• **Task statement**:
Copy each line of the following data that contains "fetched".

━━━━━ Data for the task

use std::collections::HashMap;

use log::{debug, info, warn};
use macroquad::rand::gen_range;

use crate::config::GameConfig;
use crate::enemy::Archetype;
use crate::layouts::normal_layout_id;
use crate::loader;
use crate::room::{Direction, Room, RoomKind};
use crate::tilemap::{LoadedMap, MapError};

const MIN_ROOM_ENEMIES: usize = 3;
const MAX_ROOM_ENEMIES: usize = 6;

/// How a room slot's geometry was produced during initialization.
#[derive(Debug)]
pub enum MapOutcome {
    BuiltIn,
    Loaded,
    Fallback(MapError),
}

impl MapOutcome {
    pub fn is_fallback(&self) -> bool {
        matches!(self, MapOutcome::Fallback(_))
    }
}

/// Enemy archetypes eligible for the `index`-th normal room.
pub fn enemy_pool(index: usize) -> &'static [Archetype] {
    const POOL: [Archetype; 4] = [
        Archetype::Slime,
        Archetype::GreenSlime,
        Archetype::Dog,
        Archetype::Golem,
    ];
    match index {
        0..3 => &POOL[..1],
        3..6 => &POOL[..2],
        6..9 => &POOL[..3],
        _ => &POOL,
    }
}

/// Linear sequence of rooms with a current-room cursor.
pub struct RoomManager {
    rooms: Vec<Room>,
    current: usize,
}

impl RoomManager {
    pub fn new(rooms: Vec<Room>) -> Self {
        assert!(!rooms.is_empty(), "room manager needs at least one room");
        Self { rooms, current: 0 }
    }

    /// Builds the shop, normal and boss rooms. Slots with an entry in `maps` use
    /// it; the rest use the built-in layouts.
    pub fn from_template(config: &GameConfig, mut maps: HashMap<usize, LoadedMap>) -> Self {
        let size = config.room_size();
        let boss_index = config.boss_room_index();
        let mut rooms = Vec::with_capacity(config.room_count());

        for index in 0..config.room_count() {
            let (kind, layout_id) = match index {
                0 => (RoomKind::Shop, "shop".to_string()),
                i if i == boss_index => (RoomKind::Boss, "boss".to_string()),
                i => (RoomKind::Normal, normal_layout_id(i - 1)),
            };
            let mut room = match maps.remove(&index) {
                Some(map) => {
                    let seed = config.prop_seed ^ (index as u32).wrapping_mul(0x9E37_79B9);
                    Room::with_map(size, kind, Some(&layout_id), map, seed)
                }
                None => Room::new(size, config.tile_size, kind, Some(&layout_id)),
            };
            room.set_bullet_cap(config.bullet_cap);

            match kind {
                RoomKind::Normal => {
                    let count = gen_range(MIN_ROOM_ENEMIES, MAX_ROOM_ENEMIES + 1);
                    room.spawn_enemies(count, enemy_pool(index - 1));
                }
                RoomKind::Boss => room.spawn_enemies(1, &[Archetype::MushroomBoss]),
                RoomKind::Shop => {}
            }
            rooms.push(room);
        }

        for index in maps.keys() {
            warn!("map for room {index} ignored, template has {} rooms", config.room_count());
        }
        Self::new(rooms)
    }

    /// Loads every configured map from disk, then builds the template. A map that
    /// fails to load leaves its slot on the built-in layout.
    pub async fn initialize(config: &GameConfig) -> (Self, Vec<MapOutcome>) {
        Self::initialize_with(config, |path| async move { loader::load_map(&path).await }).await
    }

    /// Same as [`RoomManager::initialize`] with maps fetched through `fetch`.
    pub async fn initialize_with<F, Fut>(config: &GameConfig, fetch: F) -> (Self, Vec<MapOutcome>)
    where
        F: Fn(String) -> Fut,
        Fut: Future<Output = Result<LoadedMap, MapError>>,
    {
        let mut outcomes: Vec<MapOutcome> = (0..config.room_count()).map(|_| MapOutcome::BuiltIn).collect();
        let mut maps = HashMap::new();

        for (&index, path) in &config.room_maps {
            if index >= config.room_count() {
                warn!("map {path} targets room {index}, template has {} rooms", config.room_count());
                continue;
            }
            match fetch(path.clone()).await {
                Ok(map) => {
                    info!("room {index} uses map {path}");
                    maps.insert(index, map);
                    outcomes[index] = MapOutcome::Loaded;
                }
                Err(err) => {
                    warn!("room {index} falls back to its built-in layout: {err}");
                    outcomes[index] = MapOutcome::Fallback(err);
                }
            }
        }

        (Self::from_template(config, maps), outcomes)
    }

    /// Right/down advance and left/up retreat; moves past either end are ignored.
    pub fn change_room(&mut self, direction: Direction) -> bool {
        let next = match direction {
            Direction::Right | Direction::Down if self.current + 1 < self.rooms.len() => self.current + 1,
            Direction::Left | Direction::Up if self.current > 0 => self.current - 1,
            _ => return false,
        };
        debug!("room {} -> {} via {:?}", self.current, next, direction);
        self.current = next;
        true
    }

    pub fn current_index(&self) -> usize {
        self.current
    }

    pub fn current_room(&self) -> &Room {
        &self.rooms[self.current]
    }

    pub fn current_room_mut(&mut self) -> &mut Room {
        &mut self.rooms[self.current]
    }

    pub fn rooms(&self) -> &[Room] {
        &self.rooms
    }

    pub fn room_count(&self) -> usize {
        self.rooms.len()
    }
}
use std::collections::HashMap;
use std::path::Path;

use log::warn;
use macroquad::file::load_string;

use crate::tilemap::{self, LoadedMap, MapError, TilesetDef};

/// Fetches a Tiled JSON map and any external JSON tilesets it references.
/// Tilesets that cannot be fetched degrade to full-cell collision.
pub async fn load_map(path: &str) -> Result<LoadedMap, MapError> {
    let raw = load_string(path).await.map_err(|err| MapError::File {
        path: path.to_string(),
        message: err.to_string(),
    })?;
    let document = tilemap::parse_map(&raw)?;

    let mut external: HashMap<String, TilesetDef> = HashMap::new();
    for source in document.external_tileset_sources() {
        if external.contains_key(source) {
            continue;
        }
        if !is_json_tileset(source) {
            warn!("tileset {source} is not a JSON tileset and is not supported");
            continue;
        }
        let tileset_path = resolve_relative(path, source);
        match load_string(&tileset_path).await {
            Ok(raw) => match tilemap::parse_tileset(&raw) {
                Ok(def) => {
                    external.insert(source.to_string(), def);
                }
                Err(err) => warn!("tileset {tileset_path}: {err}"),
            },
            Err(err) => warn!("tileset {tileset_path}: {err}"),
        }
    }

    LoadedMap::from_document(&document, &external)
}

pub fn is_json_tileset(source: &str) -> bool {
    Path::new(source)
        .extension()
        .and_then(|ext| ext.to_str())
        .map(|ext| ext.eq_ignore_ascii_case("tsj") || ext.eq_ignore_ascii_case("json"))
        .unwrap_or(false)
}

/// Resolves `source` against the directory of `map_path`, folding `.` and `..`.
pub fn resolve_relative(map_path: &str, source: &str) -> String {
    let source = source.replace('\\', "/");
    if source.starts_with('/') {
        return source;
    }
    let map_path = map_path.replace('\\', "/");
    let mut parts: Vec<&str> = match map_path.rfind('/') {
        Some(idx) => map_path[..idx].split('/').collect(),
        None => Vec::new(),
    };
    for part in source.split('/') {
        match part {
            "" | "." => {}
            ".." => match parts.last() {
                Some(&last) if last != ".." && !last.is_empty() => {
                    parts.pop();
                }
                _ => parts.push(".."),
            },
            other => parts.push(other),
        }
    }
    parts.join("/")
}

━━━━━━━━━━

• **Response for this exercise**:
    /// Same as [`RoomManager::initialize`] with maps fetched through `fetch`.
/// Tilesets that cannot be fetched degrade to full-cell collision.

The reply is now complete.